The conservative Mormon state has passed a ban on gay ‘conversion’ therapy.
Utah has become the 19th US state to pass a ban on gay ‘conversion’ therapy on minors. The ban has given hope to LGBTQ campaigners that other conservative states might also pass bans.
The so-called therapy, which has been discredited by the NHS and the World Psychiatric Association, refers to any attempt at changing a person’s sexual orientation or gender identity, and often involves techniques like electroshock therapy or prayer.
Last year, Republican senators in the state successfully blocked a bid to ban the discredited practice after they amended it to only outlaw therapies “that cause nausea, vomiting, or other unpleasant physical sensations,” and also involved “electric shock or other electrical therapy.”
But this time, the ban was passed, and with the backing of the Mormon church, but only on the condition that faith leaders could still provide spiritual counselling for parishioners and family members.
Republican senator, Craig Hall, who sponsored the motion, applauded the ruling going into effect on Tuesday (21 January), saying: “This measure will truly save lives.”
And Shannon Minter, the legal director of the National Center for Lesbian Rights, said the ruling gave campaigners a “lot of hope” especially as bans on the practice are expected to be debated in states like Virginia, Kentucky and Texas later this year.
Utah has joined New Jersey, California, Oregon, Illinois, Vermont, New Mexico, Connecticut, Rhode Island, Nevada, Washington, Hawaii, Delaware, Maryland, New Hampshire, New York state, Massachusetts, Maine and Colorado in having bans on the practice. The District of Columbia and Puerto Rico also have bans in place.
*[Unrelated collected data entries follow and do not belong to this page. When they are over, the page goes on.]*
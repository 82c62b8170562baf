use crate::config::Config;
use crate::interview::orchestrator::InterviewOrchestrator;
use crate::interview::session::SessionStore;

/// Shared application state injected into all route handlers via Axum extractors.
#[derive(Clone)]
pub struct AppState {
    pub sessions: SessionStore,
    /// Wraps the `Arc<dyn TextGenerator>`; a scripted generator is swapped in for tests.
    pub orchestrator: InterviewOrchestrator,
    pub config: Config,
}
//! Tiny valid PDFs for extraction and upload tests.

/// Builds a PDF with one page per entry, each drawing its text in Helvetica.
/// Text must not contain `(`, `)` or `\`.
pub fn text_pdf(pages: &[&str]) -> Vec<u8> {
    let page_count = pages.len();
    let kids: Vec<String> = (0..page_count)
        .map(|i| format!("{} 0 R", 4 + 2 * i))
        .collect();

    let mut objects = vec![
        "<< /Type /Catalog /Pages 2 0 R >>".to_string(),
        format!(
            "<< /Type /Pages /Kids [{}] /Count {} >>",
            kids.join(" "),
            page_count
        ),
        "<< /Type /Font /Subtype /Type1 /BaseFont /Helvetica /Encoding /WinAnsiEncoding >>"
            .to_string(),
    ];
    for (i, text) in pages.iter().enumerate() {
        let content = format!("BT /F1 12 Tf 72 712 Td ({text}) Tj ET");
        objects.push(format!(
            "<< /Type /Page /Parent 2 0 R /MediaBox [0 0 612 792] \
             /Resources << /Font << /F1 3 0 R >> >> /Contents {} 0 R >>",
            5 + 2 * i
        ));
        objects.push(format!(
            "<< /Length {} >>\nstream\n{content}\nendstream",
            content.len()
        ));
    }

    let mut out = b"%PDF-1.4\n".to_vec();
    let mut offsets = Vec::with_capacity(objects.len());
    for (i, body) in objects.iter().enumerate() {
        offsets.push(out.len());
        out.extend_from_slice(format!("{} 0 obj\n{body}\nendobj\n", i + 1).as_bytes());
    }

    let xref_at = out.len();
    let mut xref = format!("xref\n0 {}\n0000000000 65535 f \n", objects.len() + 1);
    for offset in offsets {
        xref.push_str(&format!("{offset:010} 00000 n \n"));
    }
    xref.push_str(&format!(
        "trailer\n<< /Size {} /Root 1 0 R >>\nstartxref\n{xref_at}\n%%EOF\n",
        objects.len() + 1
    ));
    out.extend_from_slice(xref.as_bytes());
    out
}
Despite this piece of pro-LGBTQ legislation coming into effect in the state this week, just last week, Utah’s governor stopped a HIV-prevention scheme after he opposed “sexual innuendos” that were being used on the packaging of condoms.
A spokesperson for Gary Herbert said: “The Governor understands the importance of the Utah Department of Health conducting a campaign to educate Utahns about HIV prevention.
“He does not, however, approve the use of sexual innuendo as part of a taxpayer-funded campaign, and our office has asked the department to rework the campaign’s branding.”